1. time — CVE-2026-25727 / RUSTSEC-2026-0009: Denial of Service via Stack Exhaustion

• Severity: MEDIUM (CVSS 6.8)
• Advisory: RUSTSEC-2026-0009 / GHSA-r6v5-fh4h-64xc
• Affected versions: >=0.3.6, <0.3.47
• Patched in: >=0.3.47
• Impact: When user-provided input is parsed with the RFC 2822 format, a denial of service attack via stack exhaustion is possible. The attack relies on formally deprecated and rarely-used features that are part of the RFC 2822 format used in a malicious manner.
• Fix: Updated time from 0.3.44 → 0.3.47, which adds a recursion depth limit.

2. rsa — CVE-2023-49092 / RUSTSEC-2023-0071: Marvin Attack (timing sidechannel)

• Severity: MEDIUM (CVSS 5.9)
• Advisory: RUSTSEC-2023-0071 / GHSA-4grx-2x9w-596c
• Affected versions: <=0.9.6
• Impact: Due to a non-constant-time implementation, information about the private key is leaked through timing information observable over the network. An attacker may be able to use that information to recover the key.
• Note: The upstream rsa crate has no fully patched version yet — this advisory remains open. The update from 0.9.8 → 0.9.10 picks up the latest available improvements. This is a CLI tool, not a network service, so exposure is minimal.
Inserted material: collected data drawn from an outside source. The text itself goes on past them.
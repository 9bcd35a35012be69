// ============================================================================
// Electricity Price Reference Data
// Price zones and quarterly day/night averages
// ============================================================================

use super::errors::CalculationError;
use crate::numeric::{NumericResult, Ore};
use chrono::{Datelike, NaiveDate};
use std::fmt;
use std::str::FromStr;

#[cfg(feature = "serde")]
use serde::{Deserialize, Serialize};

/// Swedish electricity bidding zone.
#[derive(Debug, Clone, Copy, PartialEq, Eq, PartialOrd, Ord, Hash)]
#[cfg_attr(feature = "serde", derive(Serialize, Deserialize))]
#[cfg_attr(feature = "serde", serde(rename_all = "UPPERCASE"))]
pub enum PriceZone {
    /// Luleå
    Se1,
    /// Sundsvall
    Se2,
    /// Stockholm
    Se3,
    /// Malmö
    Se4,
}

impl PriceZone {
    pub const ALL: [PriceZone; 4] = [PriceZone::Se1, PriceZone::Se2, PriceZone::Se3, PriceZone::Se4];

    /// Zone identifier as used by Nord Pool, e.g. `"SE4"`.
    pub fn id(self) -> &'static str {
        match self {
            PriceZone::Se1 => "SE1",
            PriceZone::Se2 => "SE2",
            PriceZone::Se3 => "SE3",
            PriceZone::Se4 => "SE4",
        }
    }
}

impl fmt::Display for PriceZone {
    fn fmt(&self, f: &mut fmt::Formatter<'_>) -> fmt::Result {
        f.write_str(self.id())
    }
}

impl FromStr for PriceZone {
    type Err = CalculationError;

    fn from_str(s: &str) -> Result<Self, Self::Err> {
        PriceZone::ALL
            .into_iter()
            .find(|zone| zone.id().eq_ignore_ascii_case(s.trim()))
            .ok_or_else(|| {
                CalculationError::invalid_input("price_zone", format!("unknown zone `{}`", s))
            })
    }
}

/// Calendar quarter.
#[derive(Debug, Clone, Copy, PartialEq, Eq, PartialOrd, Ord, Hash)]
#[cfg_attr(feature = "serde", derive(Serialize, Deserialize))]
pub enum Quarter {
    Q1,
    Q2,
    Q3,
    Q4,
}

impl Quarter {
    /// Quarter containing `month` (1-12).
    pub fn from_month(month: u32) -> Option<Self> {
        match month {
            1..=3 => Some(Quarter::Q1),
            4..=6 => Some(Quarter::Q2),
            7..=9 => Some(Quarter::Q3),
            10..=12 => Some(Quarter::Q4),
            _ => None,
        }
    }

    /// Quarter containing `date`.
    pub fn from_date(date: impl Datelike) -> Self {
        match date.month0() / 3 {
            0 => Quarter::Q1,
            1 => Quarter::Q2,
            2 => Quarter::Q3,
            _ => Quarter::Q4,
        }
    }
}

/// Average day and night spot price for one zone and quarter.
#[derive(Debug, Clone, Copy, PartialEq, Eq)]
#[cfg_attr(feature = "serde", derive(Serialize, Deserialize))]
pub struct PriceQuarterInfo {
    pub zone: PriceZone,
    pub year: i32,
    pub quarter: Quarter,
    pub avg_day_price_ore: Ore,
    pub avg_night_price_ore: Ore,
}

impl PriceQuarterInfo {
    pub fn new(
        zone: PriceZone,
        year: i32,
        quarter: Quarter,
        avg_day_price_ore: Ore,
        avg_night_price_ore: Ore,
    ) -> Self {
        Self {
            zone,
            year,
            quarter,
            avg_day_price_ore,
            avg_night_price_ore,
        }
    }

    /// Day minus night price. Negative when nights are more expensive.
    pub fn spread_ore(&self) -> NumericResult<Ore> {
        self.avg_day_price_ore.checked_sub(self.avg_night_price_ore)
    }

    /// Find the record for `zone` covering `date`.
    pub fn find(infos: &[PriceQuarterInfo], zone: PriceZone, date: NaiveDate) -> Option<&Self> {
        let quarter = Quarter::from_date(date);
        infos
            .iter()
            .find(|info| info.zone == zone && info.year == date.year() && info.quarter == quarter)
    }
}
// ============================================================================
// Basic Usage Example
// ============================================================================

use battery_roi::prelude::*;
use std::sync::Arc;

fn amount(s: &str) -> Amount {
    s.parse().unwrap()
}

fn main() {
    #[cfg(feature = "logging")]
    if let Err(err) = battery_roi::logging::init_tracing(tracing::Level::DEBUG) {
        eprintln!("{}", err);
    }

    println!("=== Battery ROI Example ===\n");

    let battery = BatterySpec::new(
        amount("15"),
        amount("95"),
        amount("97"),
        amount("5"),
        amount("5"),
        amount("40000"),
    )
    .with_warranty(WarrantyTerms::new(amount("10"), amount("6000")));

    let quarter = PriceQuarterInfo::new(PriceZone::Se4, 2024, Quarter::Q1, amount("118"), amount("62"));

    let inputs = CalculationInputs::new(battery, amount("1.5"), amount("85"))
        .with_quarter_prices(&quarter)
        .with_tariff(TariffInfo::new(amount("60"), amount("0"), 6, 22))
        .with_peak_shaving(amount("10"), amount("80"))
        .with_zone_campaign(PriceZone::Se4, true)
        .with_grid_services_rate(amount("500"))
        .with_pricing(amount("100000"), amount("20000"))
        .with_subsidy_rate(amount("0.5"))
        .with_installer_cut(amount("15000"));

    for (name, config) in [
        ("Sales (fixed spread)", EngineConfig::sales_transparent()),
        ("Observed market", EngineConfig::observed_market()),
    ] {
        let engine = match create_from_config(config, Arc::new(LoggingEventHandler)) {
            Ok(engine) => engine,
            Err(err) => {
                eprintln!("Invalid configuration: {}", err);
                return;
            },
        };

        let outcome = match engine.calculate(&inputs) {
            Ok(outcome) => outcome,
            Err(err) => {
                eprintln!("Calculation failed: {}", err);
                return;
            },
        };

        let results = &outcome.results;
        println!("--- {} ---", name);
        println!("Spot price savings:    {:>10.2} kr", results.spot_price_savings);
        println!("Effect tariff savings: {:>10.2} kr", results.effect_tariff_savings);
        println!("Grid services (yr 1):  {:>10.2} kr", results.grid_services_income);
        println!("Total annual savings:  {:>10.2} kr", results.total_annual_savings);
        println!("Cost after subsidy:    {:>10.2} kr", results.cost_after_subsidy);
        println!("Payback:               {:>10.1} years", results.payback_years);
        println!("ROI 10 years:          {:>10.1} %", results.roi_10_years);
        println!("ROI 15 years:          {:>10.1} %", results.roi_15_years);
        if let Some(margin) = results.margin {
            println!("Margin:                {:>10.2} kr", margin);
        }
        for message in &results.messages {
            println!("Note: {}", message);
        }
        println!();
    }
}
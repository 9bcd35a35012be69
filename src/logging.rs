// ============================================================================
// Logging Setup
// Installs a tracing subscriber for binaries and demos
// ============================================================================

use tracing::Level;

/// Install a global fmt subscriber at `level`.
///
/// Libraries never call this; the embedding program decides. Fails if a
/// global subscriber is already set.
pub fn init_tracing(level: Level) -> Result<(), String> {
    tracing_subscriber::fmt()
        .with_max_level(level)
        .with_target(false)
        .try_init()
        .map_err(|err| format!("Failed to install tracing subscriber: {}", err))
}
// ============================================================================
// Engine Configuration
// Assumptions and reference tables used by the ROI pipeline
// ============================================================================

use super::consumption::DaysPerMonth;
use super::errors::{CalculationError, CalculationResult};
use super::zone_rates::ZoneRateTable;
use crate::numeric::{Amount, Currency, Ore};

#[cfg(feature = "serde")]
use serde::{Deserialize, Serialize};

// ============================================================================
// Spot Price Assumptions
// ============================================================================

/// Where the day/night price spread for arbitrage savings comes from
#[derive(Debug, Clone, Copy, PartialEq, Eq)]
#[cfg_attr(feature = "serde", derive(Serialize, Deserialize))]
pub enum SpreadSource {
    /// A flat assumed spread in öre/kWh
    /// - Transparent to the customer: one number explains the savings
    Fixed(Ore),

    /// Day price minus night price from the calculation inputs, floored at zero
    Observed,
}

/// Round-trip efficiency used for arbitrage savings
#[derive(Debug, Clone, Copy, PartialEq, Eq)]
#[cfg_attr(feature = "serde", derive(Serialize, Deserialize))]
pub enum EfficiencySource {
    /// A flat assumed efficiency as a fraction (0-1)
    Fixed(Amount),

    /// Charge efficiency × discharge efficiency of the battery
    Battery,
}

// ============================================================================
// Campaign Configuration
// ============================================================================

/// Guaranteed grid-services income campaign
#[derive(Debug, Clone, PartialEq, Eq)]
#[cfg_attr(feature = "serde", derive(Serialize, Deserialize))]
pub struct CampaignConfig {
    /// Length of the guaranteed period
    pub campaign_months: u32,

    /// Guaranteed monthly income per zone
    pub zone_rates: ZoneRateTable,

    /// Optional: income per kW of discharge power per year after the campaign
    /// None means the calculation input's grid-services rate is used
    pub post_campaign_rate_per_kw_year: Option<Currency>,
}

impl Default for CampaignConfig {
    fn default() -> Self {
        Self {
            campaign_months: 36,
            zone_rates: ZoneRateTable::default(),
            post_campaign_rate_per_kw_year: None,
        }
    }
}

// ============================================================================
// Complete Engine Configuration
// ============================================================================

/// Comprehensive configuration for the ROI engine
#[derive(Debug, Clone, PartialEq, Eq)]
#[cfg_attr(feature = "serde", derive(Serialize, Deserialize))]
pub struct EngineConfig {
    /// Days per year used for annual energy and arbitrage savings
    pub days_per_year: Amount,

    /// Price spread for arbitrage savings
    pub spot_spread: SpreadSource,

    /// Round-trip efficiency for arbitrage savings
    pub round_trip_efficiency: EfficiencySource,

    /// Days-per-month convention for consumption profiles
    pub consumption_days: DaysPerMonth,

    /// Projection horizon when the inputs do not set one
    pub default_projection_years: u32,

    /// Payback reported when the installation never pays back
    pub payback_sentinel: Amount,

    /// Reject invalid inputs before calculating
    pub validate_inputs: bool,

    /// Guaranteed-income campaign settings
    pub campaign: CampaignConfig,
}

impl EngineConfig {
    /// Create a configuration with the sales defaults
    pub fn new() -> Self {
        Self {
            days_per_year: Amount::from_integer(365),
            spot_spread: SpreadSource::Fixed(Amount::from_integer(100)),
            round_trip_efficiency: EfficiencySource::Fixed(Amount::from_raw_parts(8, 1)),
            consumption_days: DaysPerMonth::Average,
            default_projection_years: 10,
            payback_sentinel: Amount::from_integer(999),
            validate_inputs: true,
            campaign: CampaignConfig::default(),
        }
    }

    /// Builder method: Set the spread source
    pub fn with_spot_spread(mut self, spread: SpreadSource) -> Self {
        self.spot_spread = spread;
        self
    }

    /// Builder method: Set the efficiency source
    pub fn with_round_trip_efficiency(mut self, efficiency: EfficiencySource) -> Self {
        self.round_trip_efficiency = efficiency;
        self
    }

    /// Builder method: Set days per year
    pub fn with_days_per_year(mut self, days: Amount) -> Self {
        self.days_per_year = days;
        self
    }

    /// Builder method: Set the consumption days-per-month convention
    pub fn with_consumption_days(mut self, days: DaysPerMonth) -> Self {
        self.consumption_days = days;
        self
    }

    /// Builder method: Set the default projection horizon
    pub fn with_default_projection_years(mut self, years: u32) -> Self {
        self.default_projection_years = years;
        self
    }

    /// Builder method: Set the never-pays-back sentinel
    pub fn with_payback_sentinel(mut self, sentinel: Amount) -> Self {
        self.payback_sentinel = sentinel;
        self
    }

    /// Builder method: Enable or disable input validation
    pub fn with_input_validation(mut self, enabled: bool) -> Self {
        self.validate_inputs = enabled;
        self
    }

    /// Builder method: Replace the campaign settings
    pub fn with_campaign(mut self, campaign: CampaignConfig) -> Self {
        self.campaign = campaign;
        self
    }

    /// Validate the configuration
    pub fn validate(&self) -> CalculationResult<()> {
        if !self.days_per_year.is_positive() {
            return Err(CalculationError::InvalidConfig(
                "Days per year must be positive".to_string(),
            ));
        }

        if let SpreadSource::Fixed(spread) = self.spot_spread {
            if spread.is_negative() {
                return Err(CalculationError::InvalidConfig(
                    "Fixed spread cannot be negative".to_string(),
                ));
            }
        }

        if let EfficiencySource::Fixed(efficiency) = self.round_trip_efficiency {
            if efficiency.is_negative() || efficiency > Amount::ONE {
                return Err(CalculationError::InvalidConfig(
                    "Fixed round-trip efficiency must be between 0 and 1".to_string(),
                ));
            }
        }

        if self.default_projection_years == 0 {
            return Err(CalculationError::InvalidConfig(
                "Default projection years must be at least 1".to_string(),
            ));
        }

        if !self.payback_sentinel.is_positive() {
            return Err(CalculationError::InvalidConfig(
                "Payback sentinel must be positive".to_string(),
            ));
        }

        if let Some(rate) = self.campaign.post_campaign_rate_per_kw_year {
            if rate.is_negative() {
                return Err(CalculationError::InvalidConfig(
                    "Post-campaign rate cannot be negative".to_string(),
                ));
            }
        }

        if self.campaign.zone_rates.iter().any(|(_, rate)| rate.is_negative()) {
            return Err(CalculationError::InvalidConfig(
                "Zone rates cannot be negative".to_string(),
            ));
        }

        Ok(())
    }
}

impl Default for EngineConfig {
    fn default() -> Self {
        Self::new()
    }
}

// ============================================================================
// Preset Configurations (Factory Methods)
// ============================================================================

impl EngineConfig {
    /// Sales-facing configuration
    /// - Flat 100 öre spread, 80% round-trip efficiency
    /// - Easy for a customer to follow by hand
    pub fn sales_transparent() -> Self {
        Self::new()
    }

    /// Market-data configuration
    /// - Spread from the quarter's day/night prices
    /// - Efficiency from the battery's catalog data
    pub fn observed_market() -> Self {
        Self::new()
            .with_spot_spread(SpreadSource::Observed)
            .with_round_trip_efficiency(EfficiencySource::Battery)
    }
}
3. xmas-elf — Dependabot flagged for update to 0.10

• xmas-elf 0.9.1 was a transitive dependency via espflash 3.x (pulled in by probe-rs 0.29.1).
• It could not be updated to 0.10 under the old version constraint.
• Resolution: Updated probe-rs from 0.29.1 → 0.31.0, which depends on espflash ^4. espflash 4.x dropped xmas-elf entirely (replaced by the object crate), removing it from the dependency tree altogether.

Testing

• cargo check passes successfully with all updated dependencies.

[Copilot]

Pull request overview

Updates bootloader-tool’s Rust dependency set to address Dependabot-reported CVEs and remove a flagged transitive dependency (xmas-elf) by moving to newer probe-rs/espflash versions.

Changes:

• Bump direct dependencies: probe-rs to 0.31.0, object to 0.38, and rsa to 0.9.10.
• Refresh Cargo.lock to pull in patched time (0.3.47) and updated transitive dependencies, including espflash 4.3.0.
• Remove xmas-elf from the resolved dependency tree via the updated espflash dependency graph.

Reviewed changes

Copilot reviewed 1 out of 2 changed files in this pull request and generated no comments.

File	Description
bootloader-tool/Cargo.toml	Updates direct dependency versions to newer, security-aligned releases.
bootloader-tool/Cargo.lock	Locks updated transitive dependency graph (notably time patch and xmas-elf removal).

---

💡 Add Copilot custom instructions for smarter, more guided reviews. Learn how to get started.

[kurtjd]

Approved pending fix of warning.

[Copilot]

Pull request overview

Copilot reviewed 4 out of 5 changed files in this pull request and generated 5 comments.

---

💡 Add Copilot custom instructions for smarter, more guided reviews. Learn how to get started.

[jerrysxie]

@gjpmsft @JamesHuard Please give this a review and let me know if there is any concern.